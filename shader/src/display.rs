use pathtracer_shared::LineOverlay;
use spirv_std::glam::{vec2, vec4, UVec2, Vec2, Vec4};
use spirv_std::{spirv, Image, Sampler};

/// Fullscreen triangle; `uv` spans the visible part in `[0, 1]` with v pointing down.
#[spirv(vertex)]
pub fn display_vs(
    #[spirv(vertex_index)] vertex_index: i32,
    #[spirv(position)] out_pos: &mut Vec4,
    uv: &mut Vec2,
) {
    let x = if vertex_index == 1 { 3.0 } else { -1.0 };
    let y = if vertex_index == 2 { 3.0 } else { -1.0 };

    *out_pos = vec4(x, y, 0.0, 1.0);
    *uv = vec2((x + 1.0) * 0.5, 1.0 - (y + 1.0) * 0.5);
}

#[spirv(fragment)]
pub fn display_fs(
    uv: Vec2,
    #[spirv(descriptor_set = 0, binding = 0)] texture: &Image!(2D, type = f32, sampled),
    #[spirv(descriptor_set = 0, binding = 1)] sampler: &Sampler,
    output: &mut Vec4,
) {
    *output = texture.sample(*sampler, uv);
}

/// BVH overlay vertex: world space box corner with the depth level of its node.
#[spirv(vertex)]
pub fn bvh_lines_vs(
    position: Vec4,
    level: u32,
    #[spirv(storage_buffer, descriptor_set = 0, binding = 0)] overlay: &LineOverlay,
    #[spirv(position)] out_pos: &mut Vec4,
    #[spirv(flat)] out_level: &mut u32,
    out_depth: &mut f32,
) {
    let view_position = overlay.view * pathtracer_shared::glam::Vec4::from_array(position.to_array());
    let clip = overlay.projection * view_position;
    *out_pos = Vec4::from_array(clip.to_array());
    *out_level = level;
    *out_depth = -view_position.z;
}

/// Keeps fragments of the selected levels that lie in front of the traced surface.
#[spirv(fragment)]
pub fn bvh_lines_fs(
    #[spirv(frag_coord)] frag_coord: Vec4,
    #[spirv(flat)] level: u32,
    depth: f32,
    #[spirv(storage_buffer, descriptor_set = 0, binding = 0)] overlay: &LineOverlay,
    #[spirv(descriptor_set = 0, binding = 1)] traced_depth: &Image!(2D, type = f32, sampled),
    output: &mut Vec4,
) {
    if !overlay.shows(level) {
        spirv_std::arch::kill();
    }
    let (x, y) = overlay.texel(frag_coord.x, frag_coord.y);
    let surface: Vec4 = traced_depth.fetch(UVec2::new(x, y));
    if surface.x < depth {
        spirv_std::arch::kill();
    }
    *output = Vec4::from_array(overlay.color.to_array());
}
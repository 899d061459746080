//! GPU LBVH construction: scene bounds, Morton codes, radix sort, Karras build and refit.

use log::{debug, info};
use pathtracer_shared::glam::Vec4;
use pathtracer_shared::{Aabb, BuildParams, BvhNode, MortonParams, PathTracerConfig};

use crate::buffers::StorageBuffer;
use crate::compute::{workgroups, Binding, ComputeKernel};
use crate::reduce::SceneBounds;
use crate::scene::SceneBuffers;
use crate::sort::RadixSorter;

struct BuildGroups {
    morton: wgpu::BindGroup,
    build: wgpu::BindGroup,
    refit: wgpu::BindGroup,
    lines: Option<wgpu::BindGroup>,
}

/// Owns every buffer of the build and records the whole chain into one encoder.
///
/// `nodes` and `node_bounds` hold `triangle_count - 1` internal nodes after
/// [`LbvhBuilder::encode`]; scenes with fewer than two triangles have none.
pub struct LbvhBuilder {
    scene_bounds: SceneBounds,
    sorter: RadixSorter,
    morton_kernel: ComputeKernel,
    build_kernel: ComputeKernel,
    refit_kernel: ComputeKernel,
    lines_kernel: Option<ComputeKernel>,
    pub nodes: StorageBuffer<BvhNode>,
    pub node_bounds: StorageBuffer<Aabb>,
    arrivals: StorageBuffer<u32>,
    line_vertices: StorageBuffer<Vec4>,
    line_levels: StorageBuffer<u32>,
    groups: Option<BuildGroups>,
    triangle_count: u32,
}

impl LbvhBuilder {
    /// The line buffers double as vertex buffers of the overlay pass.
    const LINE_USAGE: wgpu::BufferUsages = StorageBuffer::<u32>::DEFAULT_USAGE.union(wgpu::BufferUsages::VERTEX);

    pub fn new(device: &wgpu::Device, module: &wgpu::ShaderModule, reduce_block_size: u32, debug: bool) -> Self {
        let morton_kernel = ComputeKernel::new::<MortonParams>(
            device,
            module,
            "morton_codes_cs",
            &[Binding::READ, Binding::READ, Binding::READ, Binding::WRITE],
        );
        let build_kernel = ComputeKernel::new::<BuildParams>(
            device,
            module,
            "build_nodes_cs",
            &[Binding::READ, Binding::READ, Binding::WRITE],
        );
        let refit_kernel = ComputeKernel::new::<BuildParams>(
            device,
            module,
            "refit_bounds_cs",
            &[Binding::READ, Binding::READ, Binding::READ, Binding::WRITE, Binding::WRITE],
        );
        let lines_kernel = debug.then(|| {
            ComputeKernel::new::<BuildParams>(
                device,
                module,
                "bvh_lines_cs",
                &[Binding::READ, Binding::READ, Binding::WRITE, Binding::WRITE],
            )
        });

        Self {
            scene_bounds: SceneBounds::new(device, module, reduce_block_size),
            sorter: RadixSorter::new(device, module),
            morton_kernel,
            build_kernel,
            refit_kernel,
            lines_kernel,
            nodes: StorageBuffer::new(device, "BVH Nodes Buffer", 1),
            node_bounds: StorageBuffer::new(device, "BVH Node Bounds Buffer", 1),
            arrivals: StorageBuffer::new(device, "BVH Refit Arrivals Buffer", 1),
            line_vertices: StorageBuffer::with_usage(device, "BVH Line Vertices Buffer", 1, Self::LINE_USAGE),
            line_levels: StorageBuffer::with_usage(device, "BVH Line Levels Buffer", 1, Self::LINE_USAGE),
            groups: None,
            triangle_count: 0,
        }
    }

    fn build_params(&self) -> BuildParams {
        BuildParams {
            leaf_count: self.triangle_count,
            _padding: [0; 3],
        }
    }

    pub fn node_count(&self) -> u32 {
        self.build_params().node_count()
    }

    /// Sizes every buffer for `scene` and rebuilds the bind groups.
    pub fn prepare(&mut self, device: &wgpu::Device, queue: &wgpu::Queue, scene: &SceneBuffers) {
        self.triangle_count = scene.triangle_count;
        let node_count = self.node_count() as usize;

        self.scene_bounds.prepare(device, &scene.positions, scene.vertex_count);
        self.sorter.prepare(device, queue, scene.triangle_count);
        self.nodes.ensure_capacity(device, node_count);
        self.node_bounds.ensure_capacity(device, node_count);
        self.arrivals.ensure_capacity(device, node_count);

        let line_count = node_count * PathTracerConfig::LINE_VERTICES_PER_NODE as usize;
        if self.lines_kernel.is_some() {
            self.line_vertices.ensure_capacity(device, line_count);
            self.line_levels.ensure_capacity(device, line_count);
        }

        let morton = self.morton_kernel.bind_group(
            device,
            &[
                scene.positions.binding(),
                scene.indices.binding(),
                self.scene_bounds.output().binding(),
                self.sorter.keys_a.binding(),
            ],
        );
        let build = self.build_kernel.bind_group(
            device,
            &[
                self.sorter.keys_a.binding(),
                self.sorter.ids_a.binding(),
                self.nodes.binding(),
            ],
        );
        let refit = self.refit_kernel.bind_group(
            device,
            &[
                scene.positions.binding(),
                scene.indices.binding(),
                self.nodes.binding(),
                self.node_bounds.binding(),
                self.arrivals.binding(),
            ],
        );
        let lines = self.lines_kernel.as_ref().map(|kernel| {
            kernel.bind_group(
                device,
                &[
                    self.nodes.binding(),
                    self.node_bounds.binding(),
                    self.line_vertices.binding(),
                    self.line_levels.binding(),
                ],
            )
        });

        self.groups = Some(BuildGroups {
            morton,
            build,
            refit,
            lines,
        });
        info!(
            "Prepared LBVH build for {} triangles ({} internal nodes)",
            self.triangle_count, node_count
        );
    }

    /// Records bounds → Morton → sort → build → refit.
    pub fn encode(&self, encoder: &mut wgpu::CommandEncoder) {
        let Some(groups) = &self.groups else {
            return;
        };
        if self.triangle_count == 0 {
            return;
        }

        self.scene_bounds.encode(encoder);

        {
            let mut pass = encoder.begin_compute_pass(&wgpu::ComputePassDescriptor {
                label: Some("Morton Code Pass"),
            });
            let params = MortonParams {
                triangle_count: self.triangle_count,
                _padding: [0; 3],
            };
            let groups_x = workgroups(self.triangle_count, PathTracerConfig::MORTON_WORKGROUP_SIZE);
            self.morton_kernel.dispatch(&mut pass, &groups.morton, &params, groups_x);
        }

        self.sorter.encode(encoder);

        let node_count = self.node_count();
        if node_count == 0 {
            return;
        }
        self.arrivals.clear(encoder);

        let params = self.build_params();
        let mut pass = encoder.begin_compute_pass(&wgpu::ComputePassDescriptor {
            label: Some("BVH Build Pass"),
        });
        debug!("Dispatching build and refit over {} nodes", node_count);
        self.build_kernel.dispatch(
            &mut pass,
            &groups.build,
            &params,
            workgroups(node_count, PathTracerConfig::BUILD_WORKGROUP_SIZE),
        );
        self.refit_kernel.dispatch(
            &mut pass,
            &groups.refit,
            &params,
            workgroups(node_count, PathTracerConfig::REFIT_WORKGROUP_SIZE),
        );
    }

    /// Records the debug nodes-to-lines pass; returns false when it was not enabled.
    pub fn encode_lines(&self, encoder: &mut wgpu::CommandEncoder) -> bool {
        let (Some(kernel), Some(BuildGroups { lines: Some(lines), .. })) = (&self.lines_kernel, &self.groups) else {
            return false;
        };
        let mut pass = encoder.begin_compute_pass(&wgpu::ComputePassDescriptor {
            label: Some("BVH Lines Pass"),
        });
        let params = self.build_params();
        kernel.dispatch(
            &mut pass,
            lines,
            &params,
            workgroups(params.node_count(), PathTracerConfig::BUILD_WORKGROUP_SIZE),
        );
        true
    }

    pub fn scene_bounds(&self) -> &StorageBuffer<Aabb> {
        self.scene_bounds.output()
    }

    pub fn sorter(&self) -> &RadixSorter {
        &self.sorter
    }

    pub fn line_vertices(&self) -> &StorageBuffer<Vec4> {
        &self.line_vertices
    }

    pub fn line_levels(&self) -> &StorageBuffer<u32> {
        &self.line_levels
    }

    /// Vertices the line pass writes for the current tree.
    pub fn line_vertex_count(&self) -> u32 {
        self.node_count() * PathTracerConfig::LINE_VERTICES_PER_NODE
    }

    pub fn triangle_count(&self) -> u32 {
        self.triangle_count
    }
}
//! Digit extraction and the work-efficient (Blelloch) block scan used by the radix sort.
//!
//! The count table is laid out `[digit][slice]`, so one exclusive scan over the flattened
//! table yields, for every `(digit, slice)`, the first output position of that slice's keys
//! carrying that digit. Scatter then walks each slice in order, which keeps the sort stable.

use crate::{div_ceil, PathTracerConfig};

/// Elements scanned by one workgroup.
pub const SCAN_BLOCK: usize = PathTracerConfig::SCAN_BLOCK_SIZE as usize;
/// Lanes per scan workgroup; each lane owns two elements.
pub const SCAN_LANES: u32 = PathTracerConfig::SORT_WORKGROUP_SIZE;

/// 4-bit digit of `key` examined by pass `pass`.
pub fn digit(key: u32, pass: u32) -> u32 {
    (key >> (pass * PathTracerConfig::RADIX_BITS)) & (PathTracerConfig::RADIX - 1)
}

/// Flattened index of `(digit, slice)` in the count table.
pub fn count_slot(digit: u32, slice: u32, slices: u32) -> usize {
    (digit * slices + slice) as usize
}

/// Number of W-key slices covering `len` keys.
pub fn slice_count(len: u32) -> u32 {
    div_ceil(len, PathTracerConfig::SORT_WORKGROUP_SIZE)
}

/// Up-sweep work of `lane` at `stride`; lanes that are not multiples of `stride` idle.
pub fn up_sweep_step(pref: &mut [u32; SCAN_BLOCK], lane: u32, stride: u32) {
    if lane & (stride - 1) == 0 {
        let b = (2 * (lane + stride) - 1) as usize;
        let a = (2 * lane + stride - 1) as usize;
        pref[b] = pref[b].wrapping_add(pref[a]);
    }
}

/// Down-sweep work of `lane` at `stride`.
pub fn down_sweep_step(pref: &mut [u32; SCAN_BLOCK], lane: u32, stride: u32) {
    if lane & (stride - 1) == 0 {
        let b = (2 * (lane + stride) - 1) as usize;
        let a = (2 * lane + stride - 1) as usize;
        let t = pref[a];
        pref[a] = pref[b];
        pref[b] = t.wrapping_add(pref[b]);
    }
}

/// Exclusive scan of one block, every lane stepped in turn between the points where the
/// kernel places its workgroup barriers. Returns the block total.
pub fn scan_block(pref: &mut [u32; SCAN_BLOCK]) -> u32 {
    let mut stride = 1;
    while stride <= SCAN_LANES {
        let mut lane = 0;
        while lane < SCAN_LANES {
            up_sweep_step(pref, lane, stride);
            lane += 1;
        }
        stride <<= 1;
    }

    let total = pref[SCAN_BLOCK - 1];
    pref[SCAN_BLOCK - 1] = 0;

    let mut stride = SCAN_LANES;
    while stride > 0 {
        let mut lane = 0;
        while lane < SCAN_LANES {
            down_sweep_step(pref, lane, stride);
            lane += 1;
        }
        stride >>= 1;
    }

    total
}

/// Lengths of the recursive scan levels for a table of `len` entries.
///
/// Level 0 is the table itself; every level longer than one block is followed by the level
/// holding its per-block totals. Depth is `log_{2W}(len)`.
#[derive(Copy, Clone, Debug)]
pub struct ScanLevels {
    next: u32,
    done: bool,
}

impl ScanLevels {
    pub fn new(len: u32) -> Self {
        Self { next: len, done: len == 0 }
    }
}

impl Iterator for ScanLevels {
    type Item = u32;

    fn next(&mut self) -> Option<u32> {
        if self.done {
            return None;
        }
        let len = self.next;
        if len as usize > SCAN_BLOCK {
            self.next = div_ceil(len, SCAN_BLOCK as u32);
        } else {
            self.done = true;
        }
        Some(len)
    }
}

····················

Show each line from the material above where the string "every" can be found.

/// Owns every buffer of the build and records the whole chain into one encoder.
    /// Sizes every buffer for `scene` and rebuilds the bind groups.
//! table yields, for every `(digit, slice)`, the first output position of that slice's keys
/// Exclusive scan of one block, every lane stepped in turn between the points where the
/// Level 0 is the table itself; every level longer than one block is followed by the level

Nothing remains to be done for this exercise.